This is not a dog that you can afford to have even a bit “out of control” – he can be a serious danger to himself and others. I hate the double standards that seem to apply to dog breeds based on size but in this case, I have to admit that there is a point. Not that it excuses them or makes it right but you can hang on to or pick up a toy breed that is misbehaving – whereas you will be lucky to escape injury or a lawsuit with a Dane. It is like the difference between you not knowing how to ride a bicycle: the worst that can happen is you fall off or crash into 1 pedestrian – and you not knowing how to fly a Jumbo jet: you could kill hundreds of people, damage airports and cities or worse.
And an untrained Great Dane can seriously impact your quality of life – you can’t just “put up with it” as many owners of smaller dogs do and just get on with life, albeit with some exasperation and discomfort. A Jack Russell pulling on a leash is a nuisance – a Great Dane pulling on a leash is a hip replacement waiting to happen. A chewing accident won’t just be a favourite shoe destroyed – it will be half the house demolished. I’m not kidding. I have seen Danes chew up half a kitchen wall. Yes, the wall.
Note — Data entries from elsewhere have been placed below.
pub mod auth;
pub mod config;
pub mod directory;
pub mod engine;
pub mod limits;
pub mod model;
pub mod observability;
pub mod server;
pub mod service;
pub mod sql;
pub mod tls;
pub mod wal;
pub mod wire;
use std::net::SocketAddr;

use tracing_subscriber::EnvFilter;

use crate::sql::Command;

// ── RED metrics (request-driven) ────────────────────────────────

/// Counter: total queries executed. Labels: command, status.
pub const QUERIES_TOTAL: &str = "shareit_queries_total";

/// Histogram: query latency in seconds. Labels: command.
pub const QUERY_DURATION_SECONDS: &str = "shareit_query_duration_seconds";

// ── Domain metrics ──────────────────────────────────────────────

/// Counter: reservations created (WAITING).
pub const RESERVATIONS_CREATED_TOTAL: &str = "shareit_reservations_created_total";

/// Counter: owner decisions. Labels: outcome (approved, rejected).
pub const RESERVATION_DECISIONS_TOTAL: &str = "shareit_reservation_decisions_total";

/// Counter: comments recorded.
pub const COMMENTS_TOTAL: &str = "shareit_comments_total";

/// Counter: booker/item lookups that failed while enriching a listing.
pub const ENRICHMENT_FAILURES_TOTAL: &str = "shareit_enrichment_failures_total";

// ── USE metrics (resource utilization) ──────────────────────────

/// Gauge: active TCP connections.
pub const CONNECTIONS_ACTIVE: &str = "shareit_connections_active";

/// Counter: total connections accepted.
pub const CONNECTIONS_TOTAL: &str = "shareit_connections_total";

/// Counter: connections rejected due to limit.
pub const CONNECTIONS_REJECTED_TOTAL: &str = "shareit_connections_rejected_total";

/// Counter: sessions whose login is not a user id.
pub const AUTH_FAILURES_TOTAL: &str = "shareit_auth_failures_total";

/// Histogram: WAL group-commit flush duration in seconds.
pub const WAL_FLUSH_DURATION_SECONDS: &str = "shareit_wal_flush_duration_seconds";

/// Histogram: WAL group-commit batch size (events per flush).
pub const WAL_FLUSH_BATCH_SIZE: &str = "shareit_wal_flush_batch_size";

/// Counter: WAL compactions completed.
pub const WAL_COMPACTIONS_TOTAL: &str = "shareit_wal_compactions_total";

/// Install the fmt subscriber, filtered by `RUST_LOG` (default `info`).
/// Safe to call more than once; later calls are no-ops.
pub fn init_tracing() {
    let filter = EnvFilter::try_from_default_env().unwrap_or_else(|_| EnvFilter::new("info"));
    let _ = tracing_subscriber::fmt()
        .with_env_filter(filter)
        .with_target(false)
        .try_init();
}

/// Install Prometheus metrics exporter on the given port. No-op if port is None.
pub fn init_metrics(port: Option<u16>) -> Result<(), metrics_exporter_prometheus::BuildError> {
    let Some(port) = port else { return Ok(()) };
    let addr: SocketAddr = ([0, 0, 0, 0], port).into();
    metrics_exporter_prometheus::PrometheusBuilder::new()
        .with_http_listener(addr)
        .install()?;
    tracing::info!("metrics endpoint: http://0.0.0.0:{port}/metrics");
    Ok(())
}

/// Map a Command variant to a short label for metrics.
pub fn command_label(cmd: &Command) -> &'static str {
    match cmd {
        Command::InsertUser { .. } => "insert_user",
        Command::InsertItem { .. } => "insert_item",
        Command::InsertReservation { .. } => "insert_reservation",
        Command::InsertDecision { .. } => "insert_decision",
        Command::InsertComment { .. } => "insert_comment",
        Command::SelectReservation { .. } => "select_reservation",
        Command::SelectReservations { .. } => "select_reservations",
        Command::SelectItemBookings { .. } => "select_item_bookings",
        Command::SelectCommentEligibility { .. } => "select_comment_eligibility",
        Command::SelectComments { .. } => "select_comments",
    }
}
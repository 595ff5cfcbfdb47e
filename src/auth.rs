use async_trait::async_trait;
use pgwire::api::auth::{AuthSource, LoginInfo, Password};
use pgwire::error::PgWireResult;
use thiserror::Error;
use ulid::Ulid;

use crate::model::UserId;

/// Every login shares one password; identity comes from the user name.
#[derive(Debug)]
pub struct SharedPasswordAuthSource {
    password: String,
}

impl SharedPasswordAuthSource {
    pub fn new(password: String) -> Self {
        Self { password }
    }
}

#[async_trait]
impl AuthSource for SharedPasswordAuthSource {
    async fn get_password(&self, login: &LoginInfo) -> PgWireResult<Password> {
        tracing::debug!("password login for {:?}", login.user());
        Ok(Password::new(None, self.password.as_bytes().to_vec()))
    }
}

#[derive(Debug, Error, PartialEq, Eq)]
pub enum AuthError {
    #[error("no login user on this session")]
    Anonymous,
    #[error("login {0:?} is not a user id")]
    NotAUserId(String),
}

/// The requesting user of a session: its login name, parsed as a ULID.
pub fn requester_from_login(login: Option<&str>) -> Result<UserId, AuthError> {
    let login = login.ok_or(AuthError::Anonymous)?;
    Ulid::from_string(login.trim()).map_err(|_| AuthError::NotAUserId(login.to_string()))
}

#[cfg(test)]
mod tests {
    use super::*;

    #[test]
    fn login_must_be_a_ulid() {
        let id = Ulid::new();
        assert_eq!(requester_from_login(Some(&id.to_string())), Ok(id));
        assert_eq!(requester_from_login(None), Err(AuthError::Anonymous));
        assert_eq!(
            requester_from_login(Some("postgres")),
            Err(AuthError::NotAUserId("postgres".into()))
        );
    }
}
use crate::model::*;
use crate::observability::{RESERVATIONS_CREATED_TOTAL, RESERVATION_DECISIONS_TOTAL};

use super::conflict::{approved_overlap, validate_window, ALREADY_BOOKED};
use super::{Engine, EngineError, StoreError};

impl Engine {
    /// Request `item` for `[start, end)` on behalf of `requester`.
    /// The new reservation is WAITING until the item owner decides.
    pub async fn create_reservation(
        &self,
        requester: UserId,
        item_id: ItemId,
        start: Ms,
        end: Ms,
        now: Ms,
    ) -> Result<Reservation, EngineError> {
        let span = validate_window(start, end, now)?;
        self.require_user(requester).await?;
        let item = self.require_item(item_id).await?;

        if item.owner_id == requester {
            tracing::warn!("user {requester} tried to book own item {item_id}");
            return Err(EngineError::validation("item owner cannot book their own item"));
        }
        if !item.available {
            return Err(EngineError::validation(format!(
                "item {item_id} is not available for booking"
            )));
        }
        if let Some(existing) = approved_overlap(self.store.as_ref(), item_id, span).await? {
            tracing::debug!("item {item_id} window {span:?} overlaps approved {existing}");
            return Err(EngineError::validation(ALREADY_BOOKED));
        }

        // An approval can land between the check above and the insert.
        let reservation = self
            .store
            .insert(item_id, requester, span)
            .await
            .map_err(|e| match e {
                StoreError::Overlap(_) => EngineError::validation(ALREADY_BOOKED),
                other => other.into(),
            })?;

        metrics::counter!(RESERVATIONS_CREATED_TOTAL).increment(1);
        tracing::info!(
            "reservation {} created: item {item_id} booker {requester} [{}, {})",
            reservation.id,
            span.start,
            span.end
        );
        Ok(reservation)
    }

    /// Owner decision on a WAITING reservation. Exactly one of several
    /// concurrent decisions succeeds; the others get `Conflict`.
    pub async fn decide_reservation(
        &self,
        id: ReservationId,
        approver: UserId,
        approve: bool,
    ) -> Result<Reservation, EngineError> {
        let reservation = self.require_reservation(id).await?;
        let item = self.require_item(reservation.item_id).await?;

        if item.owner_id != approver {
            tracing::warn!("user {approver} is not the owner of item {}, cannot decide {id}", item.id);
            return Err(EngineError::validation("only the item owner may approve or reject"));
        }
        let Some(target) = reservation.status.decide(approve) else {
            return Err(EngineError::Conflict(format!(
                "reservation already decided: {}",
                reservation.status
            )));
        };
        if target == Status::Approved
            && let Some(other) = approved_overlap(self.store.as_ref(), item.id, reservation.span).await?
            && other != id
        {
            return Err(EngineError::Conflict(format!(
                "window overlaps approved reservation {other}"
            )));
        }

        let decided = self.store.transition(id, Status::Waiting, target).await?;

        let outcome = if approve { "approved" } else { "rejected" };
        metrics::counter!(RESERVATION_DECISIONS_TOTAL, "outcome" => outcome).increment(1);
        tracing::info!("reservation {id} {outcome} by {approver}");
        Ok(decided)
    }
}
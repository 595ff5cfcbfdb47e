mod conflict;
mod eligibility;
mod error;
mod mutations;
mod queries;
pub mod store;

pub use conflict::now_ms;
pub use eligibility::Eligibility;
pub use error::{EngineError, ErrorKind, StoreError};
pub use queries::{Role, StateToken};
pub use store::{InMemoryStore, Order, Page, ReservationStore, Scan, Window};

use std::sync::Arc;

use crate::directory::{CommentSink, ItemCatalog, UserDirectory};
use crate::model::*;

/// The booking reservation engine. Owns no state of its own: reservations
/// live in the store, users/items/comments behind the directory traits.
pub struct Engine {
    pub(super) store: Arc<dyn ReservationStore>,
    pub(super) users: Arc<dyn UserDirectory>,
    pub(super) items: Arc<dyn ItemCatalog>,
    pub(super) comments: Arc<dyn CommentSink>,
}

impl Engine {
    pub fn new(
        store: Arc<dyn ReservationStore>,
        users: Arc<dyn UserDirectory>,
        items: Arc<dyn ItemCatalog>,
        comments: Arc<dyn CommentSink>,
    ) -> Self {
        Self {
            store,
            users,
            items,
            comments,
        }
    }

    /// Engine over one object serving all three directory roles.
    pub fn with_directory<D>(store: Arc<dyn ReservationStore>, directory: Arc<D>) -> Self
    where
        D: UserDirectory + ItemCatalog + CommentSink + 'static,
    {
        Self::new(store, directory.clone(), directory.clone(), directory)
    }

    pub(super) async fn require_user(&self, id: UserId) -> Result<(), EngineError> {
        if self.users.exists(id).await? {
            Ok(())
        } else {
            Err(EngineError::user_not_found(id))
        }
    }

    pub(super) async fn require_item(&self, id: ItemId) -> Result<Item, EngineError> {
        self.items
            .get_item(id)
            .await?
            .ok_or_else(|| EngineError::item_not_found(id))
    }

    pub(super) async fn require_reservation(&self, id: ReservationId) -> Result<Reservation, EngineError> {
        self.store
            .find_by_id(id)
            .await?
            .ok_or_else(|| EngineError::reservation_not_found(id))
    }
}
// ── Factory ──────────────────────────────────────────────────────

pub struct ShareitFactory {
    handler: Arc<ShareitHandler>,
    auth_handler: Arc<
        CleartextPasswordAuthStartupHandler<SharedPasswordAuthSource, DefaultServerParameterProvider>,
    >,
    noop: Arc<NoopHandler>,
}

impl ShareitFactory {
    pub fn new(service: Arc<Service>, password: String, request_timeout: Duration) -> Self {
        Self {
            handler: Arc::new(ShareitHandler::new(service, request_timeout)),
            auth_handler: Arc::new(CleartextPasswordAuthStartupHandler::new(
                SharedPasswordAuthSource::new(password),
                DefaultServerParameterProvider::default(),
            )),
            noop: Arc::new(NoopHandler),
        }
    }
}

impl PgWireServerHandlers for ShareitFactory {
    fn simple_query_handler(&self) -> Arc<impl SimpleQueryHandler> {
        self.handler.clone()
    }

    fn extended_query_handler(&self) -> Arc<impl ExtendedQueryHandler> {
        self.handler.clone()
    }

    fn startup_handler(&self) -> Arc<impl StartupHandler> {
        self.auth_handler.clone()
    }

    fn copy_handler(&self) -> Arc<impl CopyHandler> {
        self.noop.clone()
    }
}

/// Serve one client connection until it closes.
pub async fn process_connection(
    socket: TcpStream,
    factory: Arc<ShareitFactory>,
    tls: Option<TlsAcceptor>,
) -> std::io::Result<()> {
    pgwire::tokio::process_socket(socket, tls, factory).await
}

// ── Errors ───────────────────────────────────────────────────────

fn user_error(code: &str, message: String) -> PgWireError {
    PgWireError::UserError(Box::new(ErrorInfo::new(
        "ERROR".into(),
        code.into(),
        message,
    )))
}

/// SQLSTATE per error category; the message is the engine's, unprefixed.
fn sqlstate(kind: ErrorKind) -> &'static str {
    match kind {
        ErrorKind::BadRequest => "22023",
        ErrorKind::NotFound => "P0002",
        ErrorKind::Conflict => "40001",
        ErrorKind::Internal => "XX000",
    }
}

fn engine_err(e: EngineError) -> PgWireError {
    if e.kind() == ErrorKind::Internal {
        tracing::error!("{e}");
    }
    user_error(sqlstate(e.kind()), e.message().to_string())
}

fn sql_err(e: SqlError) -> PgWireError {
    user_error("42601", e.to_string())
}
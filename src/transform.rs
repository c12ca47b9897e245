//! Transform Manager: applies the optional section-rewriting
//! transform attached to a global dimension (or the `transformSections` hook) and
//! resets per-section result storage when sections change.

use crate::catalog::Catalog;
use crate::hooks::HookDispatcher;
use crate::model::DimensionResult;
use crate::state::ProcessState;

/// Runs the transform (if any) for a completed global dimension. Global transforms
/// within one parallel group run sequentially in declaration order; the
/// caller is responsible for that ordering, this function handles one dimension.
pub async fn apply(
    catalog: &Catalog,
    dispatcher: &HookDispatcher,
    state: &ProcessState,
    dimension: &str,
    result: &DimensionResult,
) {
    let current = state.sections_snapshot();

    let outcome = if let Some(transform) = catalog.transform(dimension) {
        match transform.transform(result, &current).await {
            Ok(new_sections) => new_sections,
            Err(e) => {
                dispatcher.on_error(&format!("transform:{dimension}"), &e.to_string());
                None
            }
        }
    } else {
        dispatcher.transform_sections(&current).await
    };

    if let Some(new_sections) = outcome {
        if !new_sections.is_empty() {
            state.replace_sections(new_sections);
        }
    }
}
I had a friend whose Dane lunged and took off down the street, dragging her face down on the concrete road behind him…she only stopped when she smacked into a telephone pole and had to be hospitalised for days with concussion and “burns” all over her body where her skin had been ripped off. It may seem funny on a YouTube video but it’s not when it is happening to you. Which it will. Guaranteed. If your Dane is not trained properly.
Sure, there will be those who can rely on brute strength to hang on – maybe one reason why Danes are often walked by big, tall, beefy men – but unfortunately, we can’t all be Arnold Schwarzenegger. And besides, you shouldn’t have to.
One of the things people say to me more than anything else is how surprised they are that such a small woman as myself can handle a Dane. And not only just “hang on” as many people seem to but have her behave beautifully.
Er…why? Leadership is not about how much you weigh but about how much authority you have. And only training gives you the kind of authority that allows you to control an animal that weighs 20kg more than you and whose jaws could rip you in half.
I actually prefer controlling Honey when she is off-leash – I rely on my voice and authority – and not on a length of nylon to restrain her. But I can only do that because she respects my leadership, which was established through training.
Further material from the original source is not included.